Veröffentlicht am / Abgelegt in: Presse, Ratsfraktion

Group of children posing isolated in white

Die Koalition aus SPD, GRÜNEN und der Ratsgruppe Bürgernähe/PIRATEN hat die Entscheidung des Vorstands der von Bodelschwinghschen Stiftungen (vBS) als „fatales Signal“ bezeichnet. Bethel hatte in der vergangenen Woche überraschend verkündet, die erst 2013 eröffnete, überaus erfolgreiche Sekundarschule zu schließen und das mit Geldmangel begründet. Die Stiftung könne nur 10 Millionen Euro in die notwendige Sanierung ihrer Schulgebäude investieren; nötig seien aber 20 Millionen.

„Die Entscheidung ist gelinde gesagt irritierend“, kritisiert Thomas Wanderleb, schulpolitischer Sprecher der SPD. „Bethel stellt uns völlig überraschend vor vollendete Tatsachen. So geht man nicht mit Partnern um. Dass ein Ersatzschulträger sich so überraschend zurückzieht ist ein beispielloser Vorgang.“

„Es ist mehr als bedauerlich, dass Bethel die Prioritäten so gesetzt hat, dass mit der Schließung der Sekundarschule längeres gemeinsames Lernen, Inklusion und Kinder ohne gymnasiale Empfehlung auf der Strecke bleiben “, betont Gerd-Peter Grün, schulpolitischer Sprecher der GRÜNEN. „Gerade in diesen Feldern sollte Bethel Verantwortung übernehmen“. Deshalb fordert die Koalition die vBS auf Gespräche mit der Stadt zu führen mit dem obersten Ziel, die Sekundarschule dauerhaft zu erhalten.

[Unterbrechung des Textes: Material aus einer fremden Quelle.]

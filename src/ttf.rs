use rusttype::{point, Font, Scale};
use std::fs;
use std::path::Path;

pub struct FontRenderer {
    font: Font<'static>,
}

impl FontRenderer {
    /// Looks for the family in the usual macOS/Linux font directories.
    pub fn try_load(family: &str) -> Option<Self> {
        let paths = [
            format!("/Library/Fonts/{}.ttf", family),
            format!("/System/Library/Fonts/{}.ttf", family),
            format!("/System/Library/Fonts/Supplemental/{}.ttf", family),
            format!("/usr/share/fonts/truetype/{}.ttf", family),
            format!("/usr/share/fonts/truetype/dejavu/{}.ttf", family),
            format!("{}.ttf", family),
        ];

        for p in paths.iter() {
            if Path::new(p).exists() {
                if let Ok(data) = fs::read(p) {
                    if let Some(font) = Font::try_from_vec(data) {
                        println!("Loaded font from {}", p);
                        return Some(Self { font });
                    }
                }
            }
        }

        println!(
            "Could not find font family '{}'. Falling back to bitmap.",
            family
        );
        None
    }

    pub fn draw_text(
        &self,
        buffer: &mut [u8],
        width: usize,
        height: usize,
        x: usize,
        y: usize,
        text: &str,
        color: (u8, u8, u8),
        size_pt: f32,
    ) {
        let scale = Scale::uniform(size_pt);
        let v_metrics = self.font.v_metrics(scale);
        let start = point(x as f32, y as f32 + v_metrics.ascent);

        for glyph in self.font.layout(text, scale, start) {
            if let Some(bb) = glyph.pixel_bounding_box() {
                glyph.draw(|gx, gy, v| {
                    if v < 0.05 {
                        return;
                    }
                    let px = bb.min.x + gx as i32;
                    let py = bb.min.y + gy as i32;
                    if px >= 0 && py >= 0 && (px as usize) < width && (py as usize) < height {
                        let idx = (py as usize * width + px as usize) * 3;
                        if idx + 2 < buffer.len() {
                            // Blend against the frame so thin strokes stay legible.
                            buffer[idx] = blend(buffer[idx], color.0, v);
                            buffer[idx + 1] = blend(buffer[idx + 1], color.1, v);
                            buffer[idx + 2] = blend(buffer[idx + 2], color.2, v);
                        }
                    }
                });
            }
        }
    }

    pub fn measure_height(&self, size_pt: f32) -> usize {
        let scale = Scale::uniform(size_pt);
        let v_metrics = self.font.v_metrics(scale);
        (v_metrics.ascent - v_metrics.descent + v_metrics.line_gap) as usize
    }
}

fn blend(under: u8, over: u8, alpha: f32) -> u8 {
    (under as f32 * (1.0 - alpha) + over as f32 * alpha) as u8
}
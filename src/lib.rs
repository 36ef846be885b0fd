//! Real-time webcam iris tracking.
//!
//! Faces come from an UltraFace detector, eye regions from a 468-point face
//! mesh, and iris landmarks from the MediaPipe iris model, all driven through
//! ONNX Runtime. The geometry core ([`geometry`], [`pipeline`]) is pure:
//! clamp the eye box, copy the crop, remap the raw landmarks into frame
//! pixels, fit the minimal enclosing circle. Model I/O sits behind the
//! [`pipeline::FaceLandmarker`] and [`pipeline::IrisDetector`] traits so the
//! pipeline can run against stub detectors in tests.

pub mod args;
pub mod camera;
pub mod config;
pub mod draw;
pub mod error;
pub mod face_mesh;
pub mod font;
pub mod fps;
pub mod geometry;
pub mod iris;
pub mod output;
pub mod pipeline;
pub mod ttf;
pub mod types;
use clap::Parser;

#[derive(Parser, Debug)]
#[command(author, version, about, long_about = None)]
pub struct Args {
    /// Camera index (default 0)
    #[arg(short, long, default_value_t = 0)]
    pub device: u32,

    /// Requested capture width
    #[arg(long, default_value_t = 960)]
    pub width: u32,

    /// Requested capture height
    #[arg(long, default_value_t = 540)]
    pub height: u32,

    /// Maximum number of faces to track per frame
    #[arg(long, default_value_t = 1)]
    pub max_num_faces: usize,

    /// Face detector score threshold
    #[arg(long, default_value_t = 0.7)]
    pub min_detection_confidence: f32,

    /// Mirror the camera output
    #[arg(long)]
    pub mirror: bool,

    /// List available cameras
    #[arg(long)]
    pub list: bool,

    /// Print remapped iris points to the console every frame
    #[arg(long)]
    pub verbose: bool,
}
//! Debug annotations drawn directly into the RGB8 frame buffer.

use crate::types::{BoundingBox, Circle};

#[inline]
fn put_pixel(buffer: &mut [u8], width: usize, height: usize, x: i32, y: i32, color: (u8, u8, u8)) {
    if x < 0 || y < 0 || x as usize >= width || y as usize >= height {
        return;
    }
    let idx = (y as usize * width + x as usize) * 3;
    if idx + 2 < buffer.len() {
        buffer[idx] = color.0;
        buffer[idx + 1] = color.1;
        buffer[idx + 2] = color.2;
    }
}

/// Filled dot, the marker used for individual iris landmarks.
pub fn draw_point(
    buffer: &mut [u8],
    width: usize,
    height: usize,
    x: i32,
    y: i32,
    radius: i32,
    color: (u8, u8, u8),
) {
    for dy in -radius..=radius {
        for dx in -radius..=radius {
            if dx * dx + dy * dy <= radius * radius {
                put_pixel(buffer, width, height, x + dx, y + dy, color);
            }
        }
    }
}

/// Circle outline of the given stroke thickness.
pub fn draw_circle_outline(
    buffer: &mut [u8],
    width: usize,
    height: usize,
    circle: &Circle,
    color: (u8, u8, u8),
    thickness: i32,
) {
    let r = circle.radius.max(0);
    let t = thickness.max(1);
    let reach = r + t;
    let half = t as f32 / 2.0;

    for dy in -reach..=reach {
        for dx in -reach..=reach {
            let dist = ((dx * dx + dy * dy) as f32).sqrt();
            if (dist - r as f32).abs() <= half {
                put_pixel(buffer, width, height, circle.cx + dx, circle.cy + dy, color);
            }
        }
    }
}

/// One-pixel rectangle outline, used for the eye region debug view.
pub fn draw_rect_outline(
    buffer: &mut [u8],
    width: usize,
    height: usize,
    bbox: &BoundingBox,
    color: (u8, u8, u8),
) {
    for x in bbox.x1..=bbox.x2 {
        put_pixel(buffer, width, height, x, bbox.y1, color);
        put_pixel(buffer, width, height, x, bbox.y2, color);
    }
    for y in bbox.y1..=bbox.y2 {
        put_pixel(buffer, width, height, bbox.x1, y, color);
        put_pixel(buffer, width, height, bbox.x2, y, color);
    }
}

/// Parses "#RRGGBB"; falls back to red on anything malformed.
pub fn parse_hex(hex: &str) -> (u8, u8, u8) {
    if hex.len() == 7 && hex.starts_with('#') {
        let r = u8::from_str_radix(&hex[1..3], 16).unwrap_or(255);
        let g = u8::from_str_radix(&hex[3..5], 16).unwrap_or(0);
        let b = u8::from_str_radix(&hex[5..7], 16).unwrap_or(0);
        (r, g, b)
    } else {
        (255, 0, 0)
    }
}

#[cfg(test)]
mod tests {
    use super::*;

    #[test]
    fn test_parse_hex() {
        assert_eq!(parse_hex("#FF0000"), (255, 0, 0));
        assert_eq!(parse_hex("#00FF00"), (0, 255, 0));
        assert_eq!(parse_hex("#0000FF"), (0, 0, 255));
        assert_eq!(parse_hex("#FFFFFF"), (255, 255, 255));
        assert_eq!(parse_hex("invalid"), (255, 0, 0)); // fallback
    }

    #[test]
    fn point_stays_inside_buffer() {
        let mut buffer = vec![0u8; 16 * 16 * 3];
        // Partially off-frame marker must not panic or wrap.
        draw_point(&mut buffer, 16, 16, 0, 0, 3, (255, 0, 0));
        draw_point(&mut buffer, 16, 16, 15, 15, 3, (255, 0, 0));
        assert_eq!(buffer[0], 255);
    }

    #[test]
    fn circle_outline_paints_ring_only() {
        let mut buffer = vec![0u8; 64 * 64 * 3];
        let circle = Circle { cx: 32, cy: 32, radius: 10 };
        draw_circle_outline(&mut buffer, 64, 64, &circle, (0, 255, 0), 2);

        // Center untouched, ring painted.
        let center_idx = (32 * 64 + 32) * 3;
        assert_eq!(buffer[center_idx + 1], 0);
        let ring_idx = (32 * 64 + 42) * 3;
        assert_eq!(buffer[ring_idx + 1], 255);
    }
}
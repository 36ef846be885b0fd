//! Coordinate transforms and circle fitting for the iris pipeline.
//!
//! Everything here is a pure function of its inputs. No state is carried
//! between frames; per-frame outputs are fully independent.

use image::{ImageBuffer, Rgb};

use crate::error::{Result, TrackError};
use crate::types::{BoundingBox, Circle, IrisPoint};

/// Bounds an eye box to the frame extent.
///
/// Corners are clamped into `[0, width] x [0, height]`. The box may collapse
/// to zero area if it lies entirely outside the frame; callers must tolerate
/// the resulting empty crop. Idempotent.
pub fn clamp_region(bbox: BoundingBox, frame_width: u32, frame_height: u32) -> BoundingBox {
    let w = frame_width as i32;
    let h = frame_height as i32;
    BoundingBox {
        x1: bbox.x1.clamp(0, w),
        y1: bbox.y1.clamp(0, h),
        x2: bbox.x2.clamp(0, w),
        y2: bbox.y2.clamp(0, h),
    }
}

/// Copies the pixel rectangle `[y1:y2, x1:x2]` out of the frame.
///
/// The crop must be an independent buffer: the caller keeps drawing onto the
/// full frame while the crop is fed to the detector, so aliasing the source
/// would corrupt the detector input. `bbox` must already be clamped.
pub fn crop_region(
    frame: &ImageBuffer<Rgb<u8>, Vec<u8>>,
    bbox: BoundingBox,
) -> ImageBuffer<Rgb<u8>, Vec<u8>> {
    let w = bbox.width().max(0) as u32;
    let h = bbox.height().max(0) as u32;
    image::imageops::crop_imm(frame, bbox.x1 as u32, bbox.y1 as u32, w, h).to_image()
}

/// Maps raw iris landmarks from model input space into frame-absolute pixels.
///
/// `raw` holds (x, y, z) triples in the detector's fixed `input_shape`
/// coordinate system. Coordinates are scaled by crop-size / input-size,
/// floored, then shifted by the box origin. Floor (not round) is load-bearing
/// for pixel-exact output; do not swap it for rounding. A zero-area box
/// collapses every point to `(x1, y1)`, which is accepted.
pub fn project_iris_points(
    bbox: BoundingBox,
    raw: &[[f32; 3]],
    input_shape: (u32, u32),
) -> Vec<IrisPoint> {
    let scale_x = bbox.width() as f32 / input_shape.0 as f32;
    let scale_y = bbox.height() as f32 / input_shape.1 as f32;

    raw.iter()
        .map(|lm| {
            let px = (lm[0] * scale_x).floor() as i32 + bbox.x1;
            let py = (lm[1] * scale_y).floor() as i32 + bbox.y1;
            IrisPoint::new(px, py)
        })
        .collect()
}

const EPS: f64 = 1e-7;

/// Fits the minimal enclosing circle over a non-empty point set.
///
/// Incremental Welzl-style construction: exact for duplicates, collinear
/// runs, and the three-support case. The center rounds to the nearest pixel,
/// the radius floors, matching the truncation used by the remapper.
pub fn min_enclosing_circle(points: &[IrisPoint]) -> Result<Circle> {
    if points.is_empty() {
        return Err(TrackError::EmptyPointSet);
    }

    let pts: Vec<(f64, f64)> = points.iter().map(|p| (p.x as f64, p.y as f64)).collect();
    let (cx, cy, r) = enclosing_circle(&pts);
    Ok(Circle {
        cx: cx.round() as i32,
        cy: cy.round() as i32,
        radius: r.floor() as i32,
    })
}

// Exact fit, before pixel rounding.
fn enclosing_circle(pts: &[(f64, f64)]) -> (f64, f64, f64) {
    let mut circle = (pts[0].0, pts[0].1, 0.0);
    for i in 1..pts.len() {
        if !contains(circle, pts[i]) {
            circle = with_boundary_point(&pts[..i], pts[i]);
        }
    }
    circle
}

// Smallest circle over pts with p on the boundary.
fn with_boundary_point(pts: &[(f64, f64)], p: (f64, f64)) -> (f64, f64, f64) {
    let mut circle = (p.0, p.1, 0.0);
    for j in 0..pts.len() {
        if !contains(circle, pts[j]) {
            circle = with_boundary_pair(&pts[..j], p, pts[j]);
        }
    }
    circle
}

// Smallest circle over pts with both p and q on the boundary.
fn with_boundary_pair(pts: &[(f64, f64)], p: (f64, f64), q: (f64, f64)) -> (f64, f64, f64) {
    let mut circle = circle_from_pair(p, q);
    for k in 0..pts.len() {
        if !contains(circle, pts[k]) {
            circle = circle_from_triple(p, q, pts[k]);
        }
    }
    circle
}

fn contains(circle: (f64, f64, f64), p: (f64, f64)) -> bool {
    let dx = p.0 - circle.0;
    let dy = p.1 - circle.1;
    (dx * dx + dy * dy).sqrt() <= circle.2 + EPS
}

fn circle_from_pair(a: (f64, f64), b: (f64, f64)) -> (f64, f64, f64) {
    let cx = (a.0 + b.0) / 2.0;
    let cy = (a.1 + b.1) / 2.0;
    let r = ((a.0 - b.0).hypot(a.1 - b.1)) / 2.0;
    (cx, cy, r)
}

fn circle_from_triple(a: (f64, f64), b: (f64, f64), c: (f64, f64)) -> (f64, f64, f64) {
    // Circumcenter via the perpendicular-bisector determinant.
    let d = 2.0 * (a.0 * (b.1 - c.1) + b.0 * (c.1 - a.1) + c.0 * (a.1 - b.1));
    if d.abs() < EPS {
        // Collinear: the smallest of the pairwise diameter circles that
        // still covers the third point.
        let candidates = [
            (circle_from_pair(a, b), c),
            (circle_from_pair(a, c), b),
            (circle_from_pair(b, c), a),
        ];
        let mut best: Option<(f64, f64, f64)> = None;
        for (circle, other) in candidates {
            if contains(circle, other) {
                match best {
                    Some(current) if current.2 <= circle.2 => {}
                    _ => best = Some(circle),
                }
            }
        }
        // One of the pairs always spans the collinear run.
        return best.unwrap_or_else(|| circle_from_pair(a, b));
    }

    let a2 = a.0 * a.0 + a.1 * a.1;
    let b2 = b.0 * b.0 + b.1 * b.1;
    let c2 = c.0 * c.0 + c.1 * c.1;
    let ux = (a2 * (b.1 - c.1) + b2 * (c.1 - a.1) + c2 * (a.1 - b.1)) / d;
    let uy = (a2 * (c.0 - b.0) + b2 * (a.0 - c.0) + c2 * (b.0 - a.0)) / d;
    let r = (a.0 - ux).hypot(a.1 - uy);
    (ux, uy, r)
}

Eine breite politische Mehrheit des Schulausschusses hatte erst vor wenigen Monaten beschlossen, eine städtische Sekundarschule zu gründen. Denn Eltern wünschen sich integrierte Schulformen wie die Sekundarschule mit längerem, gemeinsamem Lernen, die auch ein wichtiger Schritt in Richtung Bildungsgerechtigkeit sind. „Wenn Bethel wirklich einen Rückzieher macht, wirft das die Schulentwicklung in Bielefeld zurück“, erklärt Gordana Rammert, schulpolitische Sprecherin der Ratsgruppe Bürgernähe/PIRATEN. „Das mindeste, was wir erreichen müssen ist, dass Bethel die Sekundarschule noch ein weiteres Jahr erhält – bis wir Eltern und ihren Kindern in der städtischen Sekundarschule eine Perspektive bieten könne.“

Auch wenn die Stadt keine Finanzmittel für die Sanierung der Schulgebäude in Bethel zur Verfügung stellen kann, ist sie zu Gesprächen bereit.